DATASET RECORDS:
»»

use std::collections::HashMap;
use std::path::PathBuf;
use std::time::Duration;

use serde::{Deserialize, Serialize};
use serde_json::{Map, Value};

const DEFAULT_REQUEST_TIMEOUT: Duration = Duration::from_secs(30);
const DEFAULT_CONNECT_TIMEOUT: Duration = Duration::from_secs(10);
const DEFAULT_HANDSHAKE_TIMEOUT: Duration = Duration::from_secs(10);
const DEFAULT_DISCONNECT_TIMEOUT: Duration = Duration::from_secs(5);

/// Process-wide settings for the bridge context.
#[derive(Debug, Clone)]
pub struct BridgeConfig {
    /// Default per-request timeout for every adapter client.
    pub request_timeout: Duration,
    /// Upper bound for spawning/connecting an adapter.
    pub connect_timeout: Duration,
    /// Upper bound for the whole initialize → launch/attach handshake.
    pub handshake_timeout: Duration,
    /// Upper bound for the best-effort `disconnect` sent on teardown.
    pub disconnect_timeout: Duration,
    pub recovery: RecoveryConfig,
}

impl Default for BridgeConfig {
    fn default() -> Self {
        Self {
            request_timeout: DEFAULT_REQUEST_TIMEOUT,
            connect_timeout: DEFAULT_CONNECT_TIMEOUT,
            handshake_timeout: DEFAULT_HANDSHAKE_TIMEOUT,
            disconnect_timeout: DEFAULT_DISCONNECT_TIMEOUT,
            recovery: RecoveryConfig::default(),
        }
    }
}

impl BridgeConfig {
    pub fn from_env() -> Self {
        Self::from_lookup(|key| std::env::var(key).ok())
    }

    /// Build a config from an arbitrary variable source; unset or unparsable
    /// values fall back to the defaults.
    pub fn from_lookup(lookup: impl Fn(&str) -> Option<String>) -> Self {
        let millis = |key: &str, default: Duration| {
            lookup(key)
                .and_then(|v| v.parse::<u64>().ok())
                .map(Duration::from_millis)
                .unwrap_or(default)
        };

        Self {
            request_timeout: millis("DAP_BRIDGE_REQUEST_TIMEOUT_MS", DEFAULT_REQUEST_TIMEOUT),
            connect_timeout: millis("DAP_BRIDGE_CONNECT_TIMEOUT_MS", DEFAULT_CONNECT_TIMEOUT),
            handshake_timeout: millis("DAP_BRIDGE_HANDSHAKE_TIMEOUT_MS", DEFAULT_HANDSHAKE_TIMEOUT),
            disconnect_timeout: millis("DAP_BRIDGE_DISCONNECT_TIMEOUT_MS", DEFAULT_DISCONNECT_TIMEOUT),
            recovery: RecoveryConfig::default(),
        }
    }
}

/// Knobs of the recovery chain. Defaults reproduce the fixed policy.
#[derive(Debug, Clone)]
pub struct RecoveryConfig {
    pub max_reconnect_attempts: u32,
    pub reconnect_delay: Duration,
    pub max_timeout_retries: u32,
    pub backoff_base: Duration,
    pub backoff_cap: Duration,
    /// Automatic argument corrections allowed per original request.
    pub max_parameter_corrections: u32,
    /// Thread id used when a call omits it and no stop has been observed.
    pub default_thread_id: i64,
}

impl Default for RecoveryConfig {
    fn default() -> Self {
        Self {
            max_reconnect_attempts: 2,
            reconnect_delay: Duration::from_millis(1000),
            max_timeout_retries: 3,
            backoff_base: Duration::from_millis(1000),
            backoff_cap: Duration::from_millis(10_000),
            max_parameter_corrections: 1,
            default_thread_id: 1,
        }
    }
}

/// How to reach a debug adapter.
#[derive(Debug, Clone, PartialEq, Serialize, Deserialize)]
#[serde(tag = "kind", rename_all = "snake_case")]
pub enum TransportConfig {
    /// Spawn the adapter and speak DAP over its stdin/stdout.
    Spawn {
        command: String,
        #[serde(default)]
        args: Vec<String>,
        #[serde(default)]
        cwd: Option<PathBuf>,
        #[serde(default)]
        env: HashMap<String, String>,
    },
    /// Connect to an adapter already listening on a socket.
    Tcp { host: String, port: u16 },
}

impl TransportConfig {
    pub fn spawn(command: impl Into<String>, args: Vec<String>) -> Self {
        Self::Spawn {
            command: command.into(),
            args,
            cwd: None,
            env: HashMap::new(),
        }
    }

    pub fn tcp(host: impl Into<String>, port: u16) -> Self {
        Self::Tcp {
            host: host.into(),
            port,
        }
    }

    pub fn describe(&self) -> String {
        match self {
            Self::Spawn { command, args, .. } if args.is_empty() => command.clone(),
            Self::Spawn { command, args, .. } => format!("{} {}", command, args.join(" ")),
            Self::Tcp { host, port } => format!("{host}:{port}"),
        }
    }
}

#[derive(Debug, Clone, Copy, Default, PartialEq, Eq, Serialize, Deserialize)]
#[serde(rename_all = "snake_case")]
pub enum HandshakeMode {
    #[default]
    Launch,
    Attach,
}

impl HandshakeMode {
    pub fn command(&self) -> &'static str {
        match self {
            HandshakeMode::Launch => "launch",
            HandshakeMode::Attach => "attach",
        }
    }
}

/// Lines to break on before the debuggee is released by `configurationDone`.
#[derive(Debug, Clone, PartialEq, Serialize, Deserialize)]
pub struct InitialBreakpoints {
    pub source_path: String,
    pub lines: Vec<i64>,
}

#[derive(Debug, Clone, PartialEq, Serialize, Deserialize)]
pub struct HandshakeConfig {
    #[serde(default)]
    pub mode: HandshakeMode,
    #[serde(default = "default_adapter_id")]
    pub adapter_id: String,
    #[serde(default)]
    pub program: Option<String>,
    #[serde(default)]
    pub args: Vec<String>,
    #[serde(default)]
    pub cwd: Option<String>,
    #[serde(default)]
    pub env: HashMap<String, String>,
    #[serde(default)]
    pub pid: Option<u32>,
    #[serde(default)]
    pub stop_on_entry: bool,
    #[serde(default)]
    pub breakpoints: Vec<InitialBreakpoints>,
    /// Adapter-specific launch/attach keys merged into the request verbatim.
    #[serde(default)]
    pub extra: Map<String, Value>,
}

fn default_adapter_id() -> String {
    "dap-bridge".to_string()
}

impl Default for HandshakeConfig {
    fn default() -> Self {
        Self {
            mode: HandshakeMode::Launch,
            adapter_id: default_adapter_id(),
            program: None,
            args: Vec::new(),
            cwd: None,
            env: HashMap::new(),
            pid: None,
            stop_on_entry: false,
            breakpoints: Vec::new(),
            extra: Map::new(),
        }
    }
}

/// Everything needed to open one debug session.
#[derive(Debug, Clone, PartialEq, Serialize, Deserialize)]
pub struct SessionConfig {
    /// Caller-chosen id; a fresh UUID is allocated when absent.
    #[serde(default)]
    pub session_id: Option<String>,
    pub transport: TransportConfig,
    #[serde(default)]
    pub request_timeout_ms: Option<u64>,
    #[serde(default)]
    pub handshake: HandshakeConfig,
}

impl SessionConfig {
    pub fn new(transport: TransportConfig, handshake: HandshakeConfig) -> Self {
        Self {
            session_id: None,
            transport,
            request_timeout_ms: None,
            handshake,
        }
    }

    pub fn with_session_id(mut self, id: impl Into<String>) -> Self {
        self.session_id = Some(id.into());
        self
    }

    pub fn request_timeout(&self) -> Option<Duration> {
        self.request_timeout_ms.map(Duration::from_millis)
    }
}

#[cfg(test)]
mod tests {
    use super::*;
    use serde_json::json;

    #[test]
    fn test_default_config() {
        let config = BridgeConfig::default();
        assert_eq!(config.request_timeout, Duration::from_secs(30));
        assert_eq!(config.disconnect_timeout, Duration::from_secs(5));
        assert_eq!(config.recovery.max_parameter_corrections, 1);
    }

    #[test]
    fn test_from_lookup_defaults() {
        let config = BridgeConfig::from_lookup(|_| None);
        assert_eq!(config.request_timeout, Duration::from_secs(30));
        assert_eq!(config.connect_timeout, Duration::from_secs(10));
    }

    #[test]
    fn test_from_lookup_custom() {
        let config = BridgeConfig::from_lookup(|key| match key {
            "DAP_BRIDGE_REQUEST_TIMEOUT_MS" => Some("5000".to_string()),
            "DAP_BRIDGE_HANDSHAKE_TIMEOUT_MS" => Some("not-a-number".to_string()),
            _ => None,
        });
        assert_eq!(config.request_timeout, Duration::from_millis(5000));
        assert_eq!(config.handshake_timeout, Duration::from_secs(10));
    }

    #[test]
    fn test_session_config_deserializes_spawn_transport() {
        let config: SessionConfig = serde_json::from_value(json!({
            "transport": { "kind": "spawn", "command": "codelldb", "args": ["--port", "0"] },
            "request_timeout_ms": 2500,
            "handshake": { "mode": "attach", "pid": 4242 }
        }))
        .expect("config should parse");

        assert_eq!(
            config.transport,
            TransportConfig::spawn("codelldb", vec!["--port".into(), "0".into()])
        );
        assert_eq!(config.request_timeout(), Some(Duration::from_millis(2500)));
        assert_eq!(config.handshake.mode, HandshakeMode::Attach);
        assert_eq!(config.handshake.adapter_id, "dap-bridge");
        assert_eq!(config.handshake.pid, Some(4242));
    }

    #[test]
    fn test_transport_describe() {
        assert_eq!(TransportConfig::tcp("127.0.0.1", 5678).describe(), "127.0.0.1:5678");
        assert_eq!(
            TransportConfig::spawn("python", vec!["-m".into(), "debugpy.adapter".into()]).describe(),
            "python -m debugpy.adapter"
        );
    }
}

««

PROBLEM REQUIREMENTS: The lines above that hold "TransportConfig" are the result; show every one of them.

REPLY TO THE TASK:
pub enum TransportConfig {
impl TransportConfig {
    pub transport: TransportConfig,
    pub fn new(transport: TransportConfig, handshake: HandshakeConfig) -> Self {
            TransportConfig::spawn("codelldb", vec!["--port".into(), "0".into()])
        assert_eq!(TransportConfig::tcp("127.0.0.1", 5678).describe(), "127.0.0.1:5678");
            TransportConfig::spawn("python", vec!["-m".into(), "debugpy.adapter".into()]).describe(),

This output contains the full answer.